Among the lines of the records, find all that carry the word "filename" and copy them.
[Records provided — start]
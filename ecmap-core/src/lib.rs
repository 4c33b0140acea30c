#![deny(clippy::all)]
#![allow(clippy::module_name_repetitions, clippy::similar_names, clippy::too_many_arguments)]

pub mod assignment;
pub mod error;
pub mod graph;
pub mod iuc;
pub mod json;
pub mod mapping;
pub mod mapping_config;
pub mod orchestrator;
pub mod policy;
pub mod step1;
pub mod step2;
pub mod step3;
pub mod step4;
pub mod taxonomy;
pub mod token;
pub mod tuple;
pub mod validate;

pub use error::{CoreError, Envelope, ErrorClass};
pub use orchestrator::{run_ec_pipeline, run_mapping_pipeline, EcPipelineOutput, MappingPipelineOutput};
pub use tuple::Tuple;
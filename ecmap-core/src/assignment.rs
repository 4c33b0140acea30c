//! Per-leaf context assignments: the raw input Step 1 narrows.

use crate::tuple::RawTuple;
use serde::Deserialize;

#[derive(Debug, Clone, Deserialize)]
pub struct Assignment {
    #[serde(rename = "componentId")]
    pub component_id: String,
    #[serde(default)]
    pub tuples: Vec<RawTuple>,
}
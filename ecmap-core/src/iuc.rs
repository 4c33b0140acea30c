//! The intended usage configuration: the seed tuple set Step 3 restricts
//! the root's overall context against.

use crate::tuple::RawTuple;
use serde::Deserialize;

#[derive(Debug, Clone, Deserialize)]
pub struct Iuc {
    pub id: String,
    #[serde(default)]
    pub tuples: Vec<RawTuple>,
}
[Records provided — finish]
= Task response =
filename ecmap-core/src/lib.rs
filename ecmap-core/src/assignment.rs
filename ecmap-core/src/iuc.rs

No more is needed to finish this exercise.